Task prompt
Copy the first line of the material below and every later line through the line containing "impl FromStr for", without any other output.

:: Supplied records ::

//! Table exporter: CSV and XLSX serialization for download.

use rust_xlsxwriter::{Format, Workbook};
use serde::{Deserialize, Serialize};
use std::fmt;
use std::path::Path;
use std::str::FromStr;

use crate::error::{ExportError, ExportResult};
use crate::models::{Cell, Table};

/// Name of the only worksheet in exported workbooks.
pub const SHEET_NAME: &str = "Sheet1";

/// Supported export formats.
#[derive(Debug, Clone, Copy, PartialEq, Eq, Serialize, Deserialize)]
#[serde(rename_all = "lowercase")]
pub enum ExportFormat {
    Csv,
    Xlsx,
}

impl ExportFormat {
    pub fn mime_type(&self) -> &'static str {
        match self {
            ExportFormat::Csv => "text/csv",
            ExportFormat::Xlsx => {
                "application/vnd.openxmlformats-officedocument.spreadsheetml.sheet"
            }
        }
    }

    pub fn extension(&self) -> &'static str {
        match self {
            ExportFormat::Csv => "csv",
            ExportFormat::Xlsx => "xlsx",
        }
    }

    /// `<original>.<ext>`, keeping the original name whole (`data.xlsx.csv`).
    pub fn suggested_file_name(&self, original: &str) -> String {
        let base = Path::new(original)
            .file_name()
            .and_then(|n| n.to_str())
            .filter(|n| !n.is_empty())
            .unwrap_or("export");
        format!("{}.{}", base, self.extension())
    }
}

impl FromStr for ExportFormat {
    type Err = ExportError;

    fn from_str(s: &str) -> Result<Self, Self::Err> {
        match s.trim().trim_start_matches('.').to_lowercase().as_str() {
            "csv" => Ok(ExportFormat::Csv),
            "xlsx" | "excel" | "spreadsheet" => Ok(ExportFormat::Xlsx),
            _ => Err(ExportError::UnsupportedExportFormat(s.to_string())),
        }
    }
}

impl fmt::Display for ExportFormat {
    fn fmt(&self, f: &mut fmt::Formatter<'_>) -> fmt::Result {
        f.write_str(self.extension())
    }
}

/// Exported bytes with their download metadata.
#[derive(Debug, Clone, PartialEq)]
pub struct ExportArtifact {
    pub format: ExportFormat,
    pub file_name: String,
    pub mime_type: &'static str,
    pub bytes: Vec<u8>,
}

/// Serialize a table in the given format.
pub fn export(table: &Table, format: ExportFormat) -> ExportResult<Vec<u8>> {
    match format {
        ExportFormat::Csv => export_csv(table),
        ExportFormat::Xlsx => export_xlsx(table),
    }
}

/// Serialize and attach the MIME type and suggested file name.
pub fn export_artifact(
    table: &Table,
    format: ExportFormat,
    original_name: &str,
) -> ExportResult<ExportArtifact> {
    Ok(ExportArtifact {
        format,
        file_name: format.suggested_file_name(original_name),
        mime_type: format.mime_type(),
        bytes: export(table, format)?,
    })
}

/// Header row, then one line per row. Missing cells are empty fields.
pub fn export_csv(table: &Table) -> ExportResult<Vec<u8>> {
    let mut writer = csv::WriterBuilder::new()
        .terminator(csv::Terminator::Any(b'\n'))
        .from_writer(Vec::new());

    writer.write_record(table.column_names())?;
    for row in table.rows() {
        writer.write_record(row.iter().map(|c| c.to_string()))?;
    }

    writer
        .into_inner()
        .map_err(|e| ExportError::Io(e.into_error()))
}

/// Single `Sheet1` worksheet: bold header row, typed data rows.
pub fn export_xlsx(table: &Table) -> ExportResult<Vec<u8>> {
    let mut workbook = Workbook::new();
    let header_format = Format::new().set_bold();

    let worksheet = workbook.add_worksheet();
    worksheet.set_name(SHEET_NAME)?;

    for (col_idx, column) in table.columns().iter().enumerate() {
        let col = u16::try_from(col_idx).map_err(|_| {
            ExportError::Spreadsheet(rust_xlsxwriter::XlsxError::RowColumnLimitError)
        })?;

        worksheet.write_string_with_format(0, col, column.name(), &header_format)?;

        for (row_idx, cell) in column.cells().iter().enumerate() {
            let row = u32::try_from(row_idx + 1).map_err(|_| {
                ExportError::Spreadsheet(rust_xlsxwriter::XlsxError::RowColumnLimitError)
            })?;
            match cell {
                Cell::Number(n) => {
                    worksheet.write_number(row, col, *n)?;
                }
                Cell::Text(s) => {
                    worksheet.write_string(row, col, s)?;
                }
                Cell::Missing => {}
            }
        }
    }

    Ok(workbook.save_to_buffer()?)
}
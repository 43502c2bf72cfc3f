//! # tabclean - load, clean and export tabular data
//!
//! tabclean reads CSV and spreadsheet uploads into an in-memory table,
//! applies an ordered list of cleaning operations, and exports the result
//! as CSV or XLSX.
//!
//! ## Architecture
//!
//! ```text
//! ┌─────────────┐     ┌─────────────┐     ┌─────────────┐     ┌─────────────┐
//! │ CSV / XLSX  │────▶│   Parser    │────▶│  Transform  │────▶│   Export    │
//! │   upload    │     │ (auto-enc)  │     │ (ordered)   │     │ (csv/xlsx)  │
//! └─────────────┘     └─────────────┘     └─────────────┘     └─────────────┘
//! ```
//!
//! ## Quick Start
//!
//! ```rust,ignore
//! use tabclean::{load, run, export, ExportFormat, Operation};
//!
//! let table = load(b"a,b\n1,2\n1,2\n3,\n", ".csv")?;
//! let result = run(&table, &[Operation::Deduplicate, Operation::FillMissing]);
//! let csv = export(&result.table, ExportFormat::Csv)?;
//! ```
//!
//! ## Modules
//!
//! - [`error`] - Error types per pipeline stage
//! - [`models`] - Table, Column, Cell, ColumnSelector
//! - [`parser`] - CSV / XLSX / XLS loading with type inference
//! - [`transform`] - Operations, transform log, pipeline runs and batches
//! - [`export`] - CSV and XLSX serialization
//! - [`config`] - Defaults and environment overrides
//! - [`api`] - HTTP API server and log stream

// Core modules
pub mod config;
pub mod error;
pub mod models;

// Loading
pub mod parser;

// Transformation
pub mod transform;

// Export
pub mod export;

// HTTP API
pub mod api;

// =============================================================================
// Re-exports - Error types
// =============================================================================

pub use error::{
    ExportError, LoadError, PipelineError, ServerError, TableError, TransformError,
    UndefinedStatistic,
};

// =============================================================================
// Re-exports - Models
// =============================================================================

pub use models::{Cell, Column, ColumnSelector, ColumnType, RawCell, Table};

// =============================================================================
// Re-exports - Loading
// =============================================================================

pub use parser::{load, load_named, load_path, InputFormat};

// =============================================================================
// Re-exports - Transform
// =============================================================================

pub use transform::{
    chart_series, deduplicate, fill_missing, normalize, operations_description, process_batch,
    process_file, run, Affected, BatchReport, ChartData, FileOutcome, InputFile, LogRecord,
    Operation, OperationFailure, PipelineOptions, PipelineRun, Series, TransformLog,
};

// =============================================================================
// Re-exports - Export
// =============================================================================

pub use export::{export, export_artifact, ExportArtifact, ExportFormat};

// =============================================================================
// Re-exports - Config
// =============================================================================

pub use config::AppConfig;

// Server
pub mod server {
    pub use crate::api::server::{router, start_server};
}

:::

Exercise solution
//! Table exporter: CSV and XLSX serialization for download.

use rust_xlsxwriter::{Format, Workbook};
use serde::{Deserialize, Serialize};
use std::fmt;
use std::path::Path;
use std::str::FromStr;

use crate::error::{ExportError, ExportResult};
use crate::models::{Cell, Table};

/// Name of the only worksheet in exported workbooks.
pub const SHEET_NAME: &str = "Sheet1";

/// Supported export formats.
#[derive(Debug, Clone, Copy, PartialEq, Eq, Serialize, Deserialize)]
#[serde(rename_all = "lowercase")]
pub enum ExportFormat {
    Csv,
    Xlsx,
}

impl ExportFormat {
    pub fn mime_type(&self) -> &'static str {
        match self {
            ExportFormat::Csv => "text/csv",
            ExportFormat::Xlsx => {
                "application/vnd.openxmlformats-officedocument.spreadsheetml.sheet"
            }
        }
    }

    pub fn extension(&self) -> &'static str {
        match self {
            ExportFormat::Csv => "csv",
            ExportFormat::Xlsx => "xlsx",
        }
    }

    /// `<original>.<ext>`, keeping the original name whole (`data.xlsx.csv`).
    pub fn suggested_file_name(&self, original: &str) -> String {
        let base = Path::new(original)
            .file_name()
            .and_then(|n| n.to_str())
            .filter(|n| !n.is_empty())
            .unwrap_or("export");
        format!("{}.{}", base, self.extension())
    }
}

impl FromStr for ExportFormat {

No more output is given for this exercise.